Copyright (c) 1997 - Ingrid A. Rimland
". . . they all began to live as comrades, the workers knowing that the rich man's son was not a monster, and the young lad from the wealthy family knowing that the worker's son had honor just like another young fellow who had been more generously favored by birth.
Social hatred was disappearing. A socially united people was being born.
It was always like that in the Third Reich. No foreign spectator, however mulish, could fail to appreciate that.
Hitler had envisioned housing that would be beautiful, cozy, and on a grand scale. He didn't intend to house the German people as his predecessor had, in rabbit warrens. Those great barracks filled with human beings on the outskirt of labor town filled him with horror. Most of the houses he designed were single story detached dwellings, with a small garden where the kids could romp, the wife could gather a few salad greens, and the man could read his newspaper in peace after his day's work.

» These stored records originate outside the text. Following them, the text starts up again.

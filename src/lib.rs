//! Taskguard - task-completion verification for agentic coding assistants.
//!
//! Taskguard sits between an interactive coding-assistant agent and two
//! external collaborators: a streaming LLM provider and the append-only
//! transcript of the current task. It provides two composable cores:
//!
//! - [`TaskVerifier`]: inspects the transcript after the agent claims
//!   completion and produces a verdict — complete, or incomplete with a
//!   reason and a proposed follow-up task.
//! - [`StreamAdapter`]: wraps one "generate a reply" operation against the
//!   provider with client-side request spacing, bounded retry, and
//!   normalization of heterogeneous chunk payloads into a uniform lazy
//!   sequence of [`StreamEvent`]s.
//!
//! # Architecture
//!
//! - **Domain Layer** (`domain`): pure data models
//! - **Service Layer** (`services`): the verification decision engine
//! - **Infrastructure Layer** (`infrastructure`): provider adapter,
//!   configuration, logging
//!
//! # Example
//!
//! ```
//! use taskguard::{TaskMessage, TaskVerifier};
//!
//! let mut verifier = TaskVerifier::new();
//! verifier.initialize_task("add a config flag");
//! verifier.add_task_message(TaskMessage::say("completion_result", None));
//!
//! let verdict = verifier.verify_task_completion();
//! assert!(verdict.is_complete);
//! ```

pub mod domain;
pub mod infrastructure;
pub mod services;

// Re-export commonly used types for convenience
pub use domain::models::{
    Config, LoggingConfig, MessageKind, NextTask, Priority, ProviderConfig, RetryConfig,
    TaskMessage, VerificationResult,
};
pub use infrastructure::config::{ConfigError, ConfigLoader};
pub use infrastructure::provider::{
    ChatMessage, GenerationStream, ModelDescriptor, ProviderError, Role, StreamAdapter,
    StreamEvent,
};
pub use services::TaskVerifier;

Loans amortizable in ten years were granted to newly married couples who wished to settle permanently in their homes. At the birth of each child, a fourth of the debt was canceled. Four children at the normal rate of a new arrival every two years and a half, and the family had no more payments to make.

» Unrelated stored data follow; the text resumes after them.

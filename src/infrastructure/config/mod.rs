//! Configuration loading with hierarchical merging.

use anyhow::{Context, Result};
use figment::providers::{Env, Format, Serialized, Yaml};
use figment::Figment;
use thiserror::Error;

use crate::domain::models::Config;

/// Configuration validation errors.
#[derive(Error, Debug)]
pub enum ConfigError {
    #[error("Invalid log level: {0}. Must be one of: trace, debug, info, warn, error")]
    InvalidLogLevel(String),

    #[error("Invalid log format: {0}. Must be one of: json, pretty")]
    InvalidLogFormat(String),

    #[error("Provider base_url cannot be empty")]
    EmptyBaseUrl,

    #[error("Invalid temperature: {0}. Must be within 0.0..=1.0")]
    InvalidTemperature(f32),

    #[error("Invalid max_retries: {0}. Cannot be 0")]
    InvalidMaxRetries(u32),

    #[error(
        "Invalid backoff configuration: initial_backoff_ms ({0}) must be less than max_backoff_ms ({1})"
    )]
    InvalidBackoff(u64, u64),
}

/// Configuration loader with hierarchical merging.
pub struct ConfigLoader;

impl ConfigLoader {
    /// Load configuration with hierarchical merging.
    ///
    /// Precedence (lowest to highest):
    /// 1. Programmatic defaults
    /// 2. `taskguard.yaml` in the working directory
    /// 3. Environment variables (`TASKGUARD_*` prefix, `__` separator)
    pub fn load() -> Result<Config> {
        let config: Config = Figment::new()
            .merge(Serialized::defaults(Config::default()))
            .merge(Yaml::file("taskguard.yaml"))
            .merge(Env::prefixed("TASKGUARD_").split("__"))
            .extract()
            .context("Failed to extract configuration from figment")?;

        Self::validate(&config)?;
        Ok(config)
    }

    /// Load configuration from a specific file.
    pub fn load_from_file(path: impl AsRef<std::path::Path>) -> Result<Config> {
        let config: Config = Figment::new()
            .merge(Serialized::defaults(Config::default()))
            .merge(Yaml::file(path.as_ref()))
            .extract()
            .context(format!(
                "Failed to load config from {}",
                path.as_ref().display()
            ))?;

        Self::validate(&config)?;
        Ok(config)
    }

    /// Validate configuration after loading.
    pub fn validate(config: &Config) -> Result<(), ConfigError> {
        if config.provider.base_url.is_empty() {
            return Err(ConfigError::EmptyBaseUrl);
        }

        if !(0.0..=1.0).contains(&config.provider.temperature) {
            return Err(ConfigError::InvalidTemperature(config.provider.temperature));
        }

        if config.retry.max_retries == 0 {
            return Err(ConfigError::InvalidMaxRetries(config.retry.max_retries));
        }

        if config.retry.initial_backoff_ms >= config.retry.max_backoff_ms {
            return Err(ConfigError::InvalidBackoff(
                config.retry.initial_backoff_ms,
                config.retry.max_backoff_ms,
            ));
        }

        let valid_log_levels = ["trace", "debug", "info", "warn", "error"];
        if !valid_log_levels.contains(&config.logging.level.as_str()) {
            return Err(ConfigError::InvalidLogLevel(config.logging.level.clone()));
        }

        let valid_log_formats = ["json", "pretty"];
        if !valid_log_formats.contains(&config.logging.format.as_str()) {
            return Err(ConfigError::InvalidLogFormat(config.logging.format.clone()));
        }

        Ok(())
    }
}

#[cfg(test)]
mod tests {
    use super::*;
    use std::io::Write;

    #[test]
    fn defaults_pass_validation() {
        assert!(ConfigLoader::validate(&Config::default()).is_ok());
    }

    #[test]
    fn load_from_file_merges_over_defaults() {
        let mut file = tempfile::NamedTempFile::with_suffix(".yaml").unwrap();
        write!(
            file,
            "provider:\n  api_key: sk-test\n  model: mistral-large-latest\nretry:\n  max_retries: 5\n"
        )
        .unwrap();

        let config = ConfigLoader::load_from_file(file.path()).unwrap();
        assert_eq!(config.provider.api_key, "sk-test");
        assert_eq!(config.provider.model.as_deref(), Some("mistral-large-latest"));
        assert_eq!(config.retry.max_retries, 5);
        // Untouched sections keep their defaults.
        assert_eq!(config.provider.base_url, "https://api.mistral.ai");
        assert_eq!(config.logging.level, "info");
    }

    #[test]
    fn invalid_log_level_is_rejected() {
        let mut config = Config::default();
        config.logging.level = "verbose".to_string();
        assert!(matches!(
            ConfigLoader::validate(&config),
            Err(ConfigError::InvalidLogLevel(_))
        ));
    }

    #[test]
    fn zero_retries_is_rejected() {
        let mut config = Config::default();
        config.retry.max_retries = 0;
        assert!(matches!(
            ConfigLoader::validate(&config),
            Err(ConfigError::InvalidMaxRetries(0))
        ));
    }

    #[test]
    fn inverted_backoff_is_rejected() {
        let mut config = Config::default();
        config.retry.initial_backoff_ms = 60_000;
        config.retry.max_backoff_ms = 1_000;
        assert!(matches!(
            ConfigLoader::validate(&config),
            Err(ConfigError::InvalidBackoff(60_000, 1_000))
        ));
    }

    #[test]
    fn out_of_range_temperature_is_rejected() {
        let mut config = Config::default();
        config.provider.temperature = 2.5;
        assert!(matches!(
            ConfigLoader::validate(&config),
            Err(ConfigError::InvalidTemperature(_))
        ));
    }

    #[test]
    fn invalid_file_config_fails_validation() {
        let mut file = tempfile::NamedTempFile::with_suffix(".yaml").unwrap();
        write!(file, "logging:\n  format: xml\n").unwrap();

        assert!(ConfigLoader::load_from_file(file.path()).is_err());
    }
}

(Degrelle) expressed (his) astonishment at this to Hitler one day.
"But then, you never get back the total amount of your loans?"
"How so?" he replied, smiling. "Over a period of ten years, a family with four children brings in more than our loans in the taxes levied on a hundred different items of consumption."
Every tax revenue increased proportionately with the increase in the cost of Hitler's social programs. Tax returns quite naturally tripled in a few years.
There was never a financial crisis in Hitler's Germany. . . "
Ingrid
"It is necessary that I should die for my people, but my spirit will rise from the grave, and the world will know that I was right."